§ **TASK ITEM**: Should any entry look odd, write it out exactly anyway, along with all the rest.

§ **SUPPLIED DATA**:
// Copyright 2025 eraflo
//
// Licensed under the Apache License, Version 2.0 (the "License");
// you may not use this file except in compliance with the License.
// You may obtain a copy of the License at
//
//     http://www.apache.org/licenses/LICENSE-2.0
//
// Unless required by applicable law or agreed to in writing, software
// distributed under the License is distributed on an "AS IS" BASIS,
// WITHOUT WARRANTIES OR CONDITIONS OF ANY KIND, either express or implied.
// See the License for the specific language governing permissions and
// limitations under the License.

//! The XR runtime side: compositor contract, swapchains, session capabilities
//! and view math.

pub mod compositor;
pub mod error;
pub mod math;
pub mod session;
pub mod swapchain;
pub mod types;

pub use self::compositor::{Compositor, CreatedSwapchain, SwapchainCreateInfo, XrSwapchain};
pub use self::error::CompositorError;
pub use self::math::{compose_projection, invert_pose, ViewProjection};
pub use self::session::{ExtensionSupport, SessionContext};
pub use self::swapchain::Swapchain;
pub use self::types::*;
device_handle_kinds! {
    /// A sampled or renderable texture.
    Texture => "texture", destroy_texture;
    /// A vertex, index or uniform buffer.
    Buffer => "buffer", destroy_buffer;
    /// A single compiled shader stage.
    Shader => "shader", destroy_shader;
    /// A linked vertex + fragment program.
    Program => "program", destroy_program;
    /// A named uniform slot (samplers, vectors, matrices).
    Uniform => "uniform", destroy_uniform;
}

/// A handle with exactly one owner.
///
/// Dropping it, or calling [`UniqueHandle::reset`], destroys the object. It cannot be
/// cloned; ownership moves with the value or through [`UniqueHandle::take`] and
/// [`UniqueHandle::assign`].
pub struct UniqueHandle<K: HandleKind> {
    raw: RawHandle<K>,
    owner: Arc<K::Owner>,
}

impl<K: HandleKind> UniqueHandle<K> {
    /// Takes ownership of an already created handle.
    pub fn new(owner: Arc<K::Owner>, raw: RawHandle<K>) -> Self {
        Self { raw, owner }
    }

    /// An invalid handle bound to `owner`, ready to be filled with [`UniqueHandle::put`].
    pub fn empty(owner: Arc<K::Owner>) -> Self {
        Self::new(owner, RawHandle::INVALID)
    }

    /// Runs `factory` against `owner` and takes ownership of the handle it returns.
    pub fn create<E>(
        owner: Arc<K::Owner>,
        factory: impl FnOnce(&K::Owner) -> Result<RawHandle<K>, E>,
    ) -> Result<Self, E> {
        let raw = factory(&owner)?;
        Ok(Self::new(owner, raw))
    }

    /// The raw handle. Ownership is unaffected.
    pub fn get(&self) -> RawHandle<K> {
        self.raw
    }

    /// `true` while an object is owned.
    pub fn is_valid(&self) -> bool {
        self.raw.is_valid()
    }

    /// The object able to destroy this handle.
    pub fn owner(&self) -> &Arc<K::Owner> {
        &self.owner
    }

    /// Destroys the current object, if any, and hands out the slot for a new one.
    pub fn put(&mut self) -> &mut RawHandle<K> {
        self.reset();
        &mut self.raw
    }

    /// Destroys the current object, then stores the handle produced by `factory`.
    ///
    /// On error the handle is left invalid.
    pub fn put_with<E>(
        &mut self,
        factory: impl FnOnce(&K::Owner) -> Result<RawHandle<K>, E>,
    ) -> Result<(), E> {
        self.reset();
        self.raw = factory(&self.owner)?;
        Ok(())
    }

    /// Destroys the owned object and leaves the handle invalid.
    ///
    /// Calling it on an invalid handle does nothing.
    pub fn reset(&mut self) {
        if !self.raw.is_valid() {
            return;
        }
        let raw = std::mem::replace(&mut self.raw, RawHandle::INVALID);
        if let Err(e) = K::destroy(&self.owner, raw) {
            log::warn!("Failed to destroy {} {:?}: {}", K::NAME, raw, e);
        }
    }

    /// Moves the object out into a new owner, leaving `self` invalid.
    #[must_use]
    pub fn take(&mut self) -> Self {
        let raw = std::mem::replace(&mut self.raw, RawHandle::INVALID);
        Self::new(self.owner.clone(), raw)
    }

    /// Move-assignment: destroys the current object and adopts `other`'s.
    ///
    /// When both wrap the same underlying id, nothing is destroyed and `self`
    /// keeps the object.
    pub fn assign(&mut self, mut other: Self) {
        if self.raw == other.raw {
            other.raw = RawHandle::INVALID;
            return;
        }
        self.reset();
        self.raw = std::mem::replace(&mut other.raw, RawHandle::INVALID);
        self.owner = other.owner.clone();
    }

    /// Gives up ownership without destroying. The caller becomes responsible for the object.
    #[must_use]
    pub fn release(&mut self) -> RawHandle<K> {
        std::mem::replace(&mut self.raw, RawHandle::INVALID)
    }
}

§ **SOLUTION**:
// Copyright 2025 eraflo
//
// Licensed under the Apache License, Version 2.0 (the "License");
// you may not use this file except in compliance with the License.
// You may obtain a copy of the License at
//
//     http://www.apache.org/licenses/LICENSE-2.0
//
// Unless required by applicable law or agreed to in writing, software
// distributed under the License is distributed on an "AS IS" BASIS,
// WITHOUT WARRANTIES OR CONDITIONS OF ANY KIND, either express or implied.
// See the License for the specific language governing permissions and
// limitations under the License.

//! The XR runtime side: compositor contract, swapchains, session capabilities
//! and view math.

pub mod compositor;
pub mod error;
pub mod math;
pub mod session;
pub mod swapchain;
pub mod types;

pub use self::compositor::{Compositor, CreatedSwapchain, SwapchainCreateInfo, XrSwapchain};
pub use self::error::CompositorError;
pub use self::math::{compose_projection, invert_pose, ViewProjection};
pub use self::session::{ExtensionSupport, SessionContext};
pub use self::swapchain::Swapchain;
pub use self::types::*;
device_handle_kinds! {
    /// A sampled or renderable texture.
    Texture => "texture", destroy_texture;
    /// A vertex, index or uniform buffer.
    Buffer => "buffer", destroy_buffer;
    /// A single compiled shader stage.
    Shader => "shader", destroy_shader;
    /// A linked vertex + fragment program.
    Program => "program", destroy_program;
    /// A named uniform slot (samplers, vectors, matrices).
    Uniform => "uniform", destroy_uniform;
}

/// A handle with exactly one owner.
///
/// Dropping it, or calling [`UniqueHandle::reset`], destroys the object. It cannot be
/// cloned; ownership moves with the value or through [`UniqueHandle::take`] and
/// [`UniqueHandle::assign`].
pub struct UniqueHandle<K: HandleKind> {
    raw: RawHandle<K>,
    owner: Arc<K::Owner>,
}

impl<K: HandleKind> UniqueHandle<K> {
    /// Takes ownership of an already created handle.
    pub fn new(owner: Arc<K::Owner>, raw: RawHandle<K>) -> Self {
        Self { raw, owner }
    }

    /// An invalid handle bound to `owner`, ready to be filled with [`UniqueHandle::put`].
    pub fn empty(owner: Arc<K::Owner>) -> Self {
        Self::new(owner, RawHandle::INVALID)
    }

    /// Runs `factory` against `owner` and takes ownership of the handle it returns.
    pub fn create<E>(
        owner: Arc<K::Owner>,
        factory: impl FnOnce(&K::Owner) -> Result<RawHandle<K>, E>,
    ) -> Result<Self, E> {
        let raw = factory(&owner)?;
        Ok(Self::new(owner, raw))
    }

    /// The raw handle. Ownership is unaffected.
    pub fn get(&self) -> RawHandle<K> {
        self.raw
    }

    /// `true` while an object is owned.
    pub fn is_valid(&self) -> bool {
        self.raw.is_valid()
    }

    /// The object able to destroy this handle.
    pub fn owner(&self) -> &Arc<K::Owner> {
        &self.owner
    }

    /// Destroys the current object, if any, and hands out the slot for a new one.
    pub fn put(&mut self) -> &mut RawHandle<K> {
        self.reset();
        &mut self.raw
    }

    /// Destroys the current object, then stores the handle produced by `factory`.
    ///
    /// On error the handle is left invalid.
    pub fn put_with<E>(
        &mut self,
        factory: impl FnOnce(&K::Owner) -> Result<RawHandle<K>, E>,
    ) -> Result<(), E> {
        self.reset();
        self.raw = factory(&self.owner)?;
        Ok(())
    }

    /// Destroys the owned object and leaves the handle invalid.
    ///
    /// Calling it on an invalid handle does nothing.
    pub fn reset(&mut self) {
        if !self.raw.is_valid() {
            return;
        }
        let raw = std::mem::replace(&mut self.raw, RawHandle::INVALID);
        if let Err(e) = K::destroy(&self.owner, raw) {
            log::warn!("Failed to destroy {} {:?}: {}", K::NAME, raw, e);
        }
    }

    /// Moves the object out into a new owner, leaving `self` invalid.
    #[must_use]
    pub fn take(&mut self) -> Self {
        let raw = std::mem::replace(&mut self.raw, RawHandle::INVALID);
        Self::new(self.owner.clone(), raw)
    }

    /// Move-assignment: destroys the current object and adopts `other`'s.
    ///
    /// When both wrap the same underlying id, nothing is destroyed and `self`
    /// keeps the object.
    pub fn assign(&mut self, mut other: Self) {
        if self.raw == other.raw {
            other.raw = RawHandle::INVALID;
            return;
        }
        self.reset();
        self.raw = std::mem::replace(&mut other.raw, RawHandle::INVALID);
        self.owner = other.owner.clone();
    }

    /// Gives up ownership without destroying. The caller becomes responsible for the object.
    #[must_use]
    pub fn release(&mut self) -> RawHandle<K> {
        std::mem::replace(&mut self.raw, RawHandle::INVALID)
    }
}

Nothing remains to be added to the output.